Михаил Евграфович Салтыков-Щедрин Движение законодательства в России

Отделы: I, II, III и IV Д. с. с. Григория Бланка. СПб. 1869

Невнятное бормотание самоучек-философов столь же трудно доступно для чтения и понимания, как и любой трактат трансцендентальной философии. Если в последнем случае чтение затрудняется отвлеченностью содержания, требующей довольно сложной предварительной подготовки, сбивчивостью и необычностью терминологии, то в первом случае внимание читателя без всякой пользы задерживается сумятицей, господствующей в понятиях самого диссертанта, важностью тона, с которою он изрекает неслыханнейшие пустяки, и, наконец, совершенным презрением к каким бы то ни было синтаксическим и этимологическим приличиям.
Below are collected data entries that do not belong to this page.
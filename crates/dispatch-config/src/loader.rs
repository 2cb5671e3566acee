use std::path::{Path, PathBuf};

use dispatch_common::{Error, Result};
use tracing::{debug, info};

use crate::model::AppConfig;

const DEFAULT_DB_FILE: &str = "dispatch.db";

/// Reads `AppConfig` from YAML or TOML, picking the parser by file extension.
pub struct ConfigLoader;

impl ConfigLoader {
    /// `~/.config/dispatch` (platform equivalent), or `./.dispatch` when no
    /// config directory can be determined.
    pub fn default_config_dir() -> PathBuf {
        dirs::config_dir()
            .map(|dir| dir.join("dispatch"))
            .unwrap_or_else(|| PathBuf::from(".dispatch"))
    }

    pub fn default_config_path() -> PathBuf {
        Self::default_config_dir().join("config.yml")
    }

    pub fn load(path: &Path) -> Result<AppConfig> {
        let contents = std::fs::read_to_string(path).map_err(|e| {
            Error::Config(format!("failed to read {}: {e}", path.display()))
        })?;

        let config = Self::parse(path, &contents)?;
        info!("loaded config from {}", path.display());
        Ok(config)
    }

    /// Like [`ConfigLoader::load`], but a missing file yields the defaults.
    pub fn load_or_default(path: &Path) -> Result<AppConfig> {
        if !path.exists() {
            debug!("no config at {}, using defaults", path.display());
            return Ok(AppConfig::default());
        }
        Self::load(path)
    }

    /// Database file to open: the configured path, else `dispatch.db` in the
    /// default config directory.
    pub fn database_path(config: &AppConfig) -> PathBuf {
        config
            .database
            .path
            .clone()
            .unwrap_or_else(|| Self::default_config_dir().join(DEFAULT_DB_FILE))
    }

    fn parse(path: &Path, contents: &str) -> Result<AppConfig> {
        let ext = path.extension().and_then(|e| e.to_str()).unwrap_or("");
        match ext {
            "yml" | "yaml" => serde_yaml::from_str(contents)
                .map_err(|e| Error::Config(format!("YAML parse error: {e}"))),
            "toml" => {
                toml::from_str(contents).map_err(|e| Error::Config(format!("TOML parse error: {e}")))
            }
            other => Err(Error::Config(format!(
                "unsupported config extension: {other}"
            ))),
        }
    }
}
Вы видите человека, торопливо взбирающегося на кафедру; вот он насупил брови и, очевидно, нечто злоумышляет; жилы у него на лбу готовы лопнуть от натуги, ноздри раздуваются, губы трепещут; он то раскрывает уста, то смыкает их и опять раскрывает… Вы удивлены и встревожены; вас даже несколько утомляет зрелище беспрерывно разевающегося и смыкающегося рта; но в то же время вы не прочь допустить и то, что причина происходящих перед вами мучительных потуг имеет источником глубину и обширность соображений, обуревающих диссертанта. Ничуть не бывало. Он натуживается совсем не от того, что ему трудно вытащить свою мысль на свет божий, а от того, что у него совсем нет мысли и он в эту самую минуту ищет ее по всем извилинам своего мозгового вещества. Но вот он наконец на что-то набрел; впопыхах он не замечает, что находка его не только не имеет ничего схожего с мыслью, но что это даже не зародыш мысли, а просто выброшенная за негодностью тряпица, и спешит поделиться с публикой целым трактатом. Вы читаете, видите буквы, слова, останавливаетесь над каждой фразой, вдумываетесь – и все-таки ничего не понимаете. Вы наконец начинаете самого себя обвинять в тупости, в том, что ваша мысль не может стать на один уровень с мыслью писателя-самоучки. Успокойтесь. Вы не понимаете оттого, что тут нечего понимать, что тут либо подлежащее пропущено, либо сказуемое позабыто, либо на связку опущен чересчур непроницаемый покров таинственности.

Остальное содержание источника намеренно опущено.